Early research into the pain of people with ID is scant. The focus in early writings was primarily to highlight individual cases, often representing abnormal responses to pain (3,4). Reynell (5) conducted the first study to document consistency in pain behaviours in 1965. He reported evidence that children with ID experience pain under the same circumstances that most children would be expected to have pain, that their pain response was observable and that it did not vary due to the level of impairment.

Case studies (68) dominated the literature for 30 years after Reynell’s first report. By 1995, however, a new wave of more objective studies began to appear; they focused on the development of pain assessment tools for children and/or adults with ID. Giusiano et al (9) were the first to report results suggesting that a standardized tool was possible. They recorded pain behaviour during physical examinations of 100 individuals aged two to 33 years in a residential setting. Soon after, Fanurik et al (10) interviewed parents regarding children’s pain behaviour. Their results suggested pain behaviour may vary with children’s level of ID. Of those patients with mild or moderate ID, 57% were said to make verbal statements about their pain. In contrast, 45% of parents of children with severe to profound ID reported that their child exhibited some combination of indirect behaviours when in pain, with crying (22%) and behavioural or emotional changes (10%) being the most commonly reported individual signs of pain. These two groupings mirror the two major types of pain assessment considered to have potential for children with ID – self-report and observation of behaviour.
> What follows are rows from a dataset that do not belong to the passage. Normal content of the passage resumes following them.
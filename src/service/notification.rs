use crate::model::employee::Employee;
use crate::model::vacation::Vacation;
use chrono::NaiveDate;
use thiserror::Error;

#[derive(Debug, Error, PartialEq)]
pub enum NotificationError {
    #[error("HR email address not configured")]
    HrEmailNotConfigured,
    #[error("failed to send mail: {0}")]
    Transport(String),
}

#[derive(Debug, Clone, PartialEq, Eq)]
pub struct Recipient {
    pub name: String,
    pub address: String,
}

impl From<&Employee> for Recipient {
    fn from(employee: &Employee) -> Self {
        Self {
            name: employee.full_name(),
            address: employee.email.clone(),
        }
    }
}

#[derive(Debug, Clone, PartialEq)]
pub struct Mail {
    pub to: Vec<Recipient>,
    pub subject: String,
    pub content: String,
}

/// Outgoing mail transport.
pub trait Mailer: Send + Sync {
    fn send(&self, mail: &Mail) -> Result<(), NotificationError>;
}

/// Writes mails to the log instead of delivering them.
#[derive(Debug, Default)]
pub struct LogMailer;

impl Mailer for LogMailer {
    fn send(&self, mail: &Mail) -> Result<(), NotificationError> {
        let to = mail
            .to
            .iter()
            .map(|r| r.address.as_str())
            .collect::<Vec<_>>()
            .join(", ");
        tracing::info!(%to, subject = %mail.subject, "Mail sent");
        tracing::debug!(content = %mail.content, "Mail content");
        Ok(())
    }
}

/// Everyone involved in a leave application.
pub struct VacationParties<'a> {
    pub vacation: &'a Vacation,
    pub employee: &'a Employee,
    pub manager: &'a Employee,
    pub substitution: &'a Employee,
}

impl VacationParties<'_> {
    fn period(&self) -> (NaiveDate, NaiveDate) {
        (self.vacation.start_date, self.vacation.end_date)
    }
}

#[derive(Debug, Clone, Copy, PartialEq, Eq)]
pub enum ApplicationEvent {
    New,
    Edited,
    Deleted,
}

/// Mails to the manager and the substitution, both with the employee in copy.
pub fn application_mails(parties: &VacationParties<'_>, event: ApplicationEvent) -> Vec<Mail> {
    let employee = parties.employee.full_name();
    let (start, end) = parties.period();

    let (subject, manager_text, substitution_text) = match event {
        ApplicationEvent::New => (
            format!("Leave application of {employee}"),
            format!("{employee} applied for leave from {start} to {end}. Please approve or reject the application."),
            format!("{employee} applied for leave from {start} to {end} and named you as substitution."),
        ),
        ApplicationEvent::Edited => (
            format!("Leave application of {employee} changed"),
            format!("{employee} changed the leave application to {start} until {end}. Please review it again."),
            format!("{employee} changed the leave application you substitute for to {start} until {end}."),
        ),
        ApplicationEvent::Deleted => {
            let text = format!("The leave application of {employee} from {start} to {end} was deleted.");
            (
                format!("Leave application of {employee} deleted"),
                text.clone(),
                text,
            )
        }
    };

    vec![
        Mail {
            to: vec![parties.manager.into(), parties.employee.into()],
            subject: subject.clone(),
            content: format!("Hello {},\n\n{manager_text}", parties.manager.first_name),
        },
        Mail {
            to: vec![parties.substitution.into(), parties.employee.into()],
            subject,
            content: format!("Hello {},\n\n{substitution_text}", parties.substitution.first_name),
        },
    ]
}

/// Mails announcing a decision. Approvals also go to HR.
pub fn decision_mails(
    parties: &VacationParties<'_>,
    approved: bool,
    hr_email: Option<&str>,
) -> Result<Vec<Mail>, NotificationError> {
    let employee = parties.employee.full_name();
    let substitution = parties.substitution.full_name();
    let (start, end) = parties.period();
    let mut mails = Vec::with_capacity(2);

    if approved {
        let hr = hr_email.ok_or(NotificationError::HrEmailNotConfigured)?;
        mails.push(Mail {
            to: vec![
                Recipient {
                    name: "HR-MANAGEMENT".to_string(),
                    address: hr.to_string(),
                },
                parties.manager.into(),
                parties.employee.into(),
            ],
            subject: format!("Leave application of {employee}"),
            content: format!(
                "The leave of {employee} from {start} to {end} was approved by {}. Substitution: {substitution}.",
                parties.manager.full_name()
            ),
        });
    }

    let decision = if approved { "approved" } else { "declined" };
    mails.push(Mail {
        to: vec![parties.substitution.into(), parties.employee.into()],
        subject: format!("Leave application of {employee} changed"),
        content: format!(
            "Hello {} and {},\n\nthe leave application of {employee} from {start} to {end} was {decision}. Substitution: {substitution}.",
            parties.employee.first_name, parties.substitution.first_name
        ),
    });
    Ok(mails)
}

/// Sends all mails, stopping at the first failure.
pub fn send_all(mailer: &dyn Mailer, mails: &[Mail]) -> Result<(), NotificationError> {
    mails.iter().try_for_each(|mail| mailer.send(mail))
}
PAIN ASSESSMENT FOR CHILDREN WITH ID

Since these first studies appeared, the literature has grown considerably. The bulk has focused on development of observational assessment tools. However, some reports of research regarding children’s ability to use self-report have appeared.

SELF-REPORT OF PAIN

Self-report is frequently cited as the gold standard of pain assessment. Because it plays a central role in the literature for other populations, and because clinicians often prefer to use self-report as a first-line assessment technique, it is important to consider it as a possibility when assessing pain in individuals with ID.

A recent study (11) investigated the self-report skills of children with ID by having them rate situations that could cause pain. Fourteen children with mild to moderate ID rated the pain of a person depicted in vignettes using a 100 mm visual analogue scale (VAS) of pain and the Faces Pain Scale – Revised (12). They also rated how much pain they would experience if they were in the same situation. The vignettes portrayed individuals in pain due to a burn from a casserole, falling from a bicycle, falling from roller skates and a vaccination. The children then described the quality of the pain each event would cause. The children’s pain ratings for both the vignettes and the pain they would feel in that situation varied depending on the cause of pain, suggesting they made a distinction between the different types of pain. They also provided up to nine words to describe the quality of the pain for each event – a number similar to that reported by typical children of a similar mental age. Finally, their descriptions were appropriate for the pain depicted (eg, burning and pinching). These results suggest a basic ability to provide self-report, despite mild to moderate ID.

In another study, Benini et al (13) examined the self-report skills of 16 children with mild to moderate ID. Children were administered 1 h of training on the use of pain tools before receiving a venipuncture, then completed original and modified versions of self-report tools. These included a 10 cm VAS and a set of four natural wood cubes from 1 cm2 to 5 cm2 reflecting pain that ‘didn’t hurt at all’ to pain that ‘hurt very badly’; the original Eland Color Scale (14), which depicts a picture of a body that the child uses to indicate pain location, and an adapted version with the body parts enlarged; and the Wong-Baker FACES Pain Rating Scale (15), along with an adapted version with fewer faces. There were no differences in children’s ability to use the scales based on level of ID. However, pain ratings did vary due to scale group (original or modified), and more children were capable of completing the modified than the original scales. Nevertheless, even with the modified scales, only approximately one-half of the children were capable of providing an intensity rating or location that seemed appropriate. Interestingly, they also reported that fear reduced success in their study.

Overall, the abilities of children to complete self-report scales in the study by Benini et al (13) appear to be less than in the study by Zabalia et al (11). This likely reflects a difference in the two situations. In the first study, children rated hypothetical pain, while in the second, they rated their own pain due to venipuncture. Research with the general population indicates that cognitive abilities are reduced during pain (16,17), and children with ID are not likely exempt from this effect. Thus, the abilities children display during ‘practice’ with a tool may not reflect their ability to use it while in pain. Further evidence is needed before self-report can be recommended as a first-line assessment approach for children with even mild ID.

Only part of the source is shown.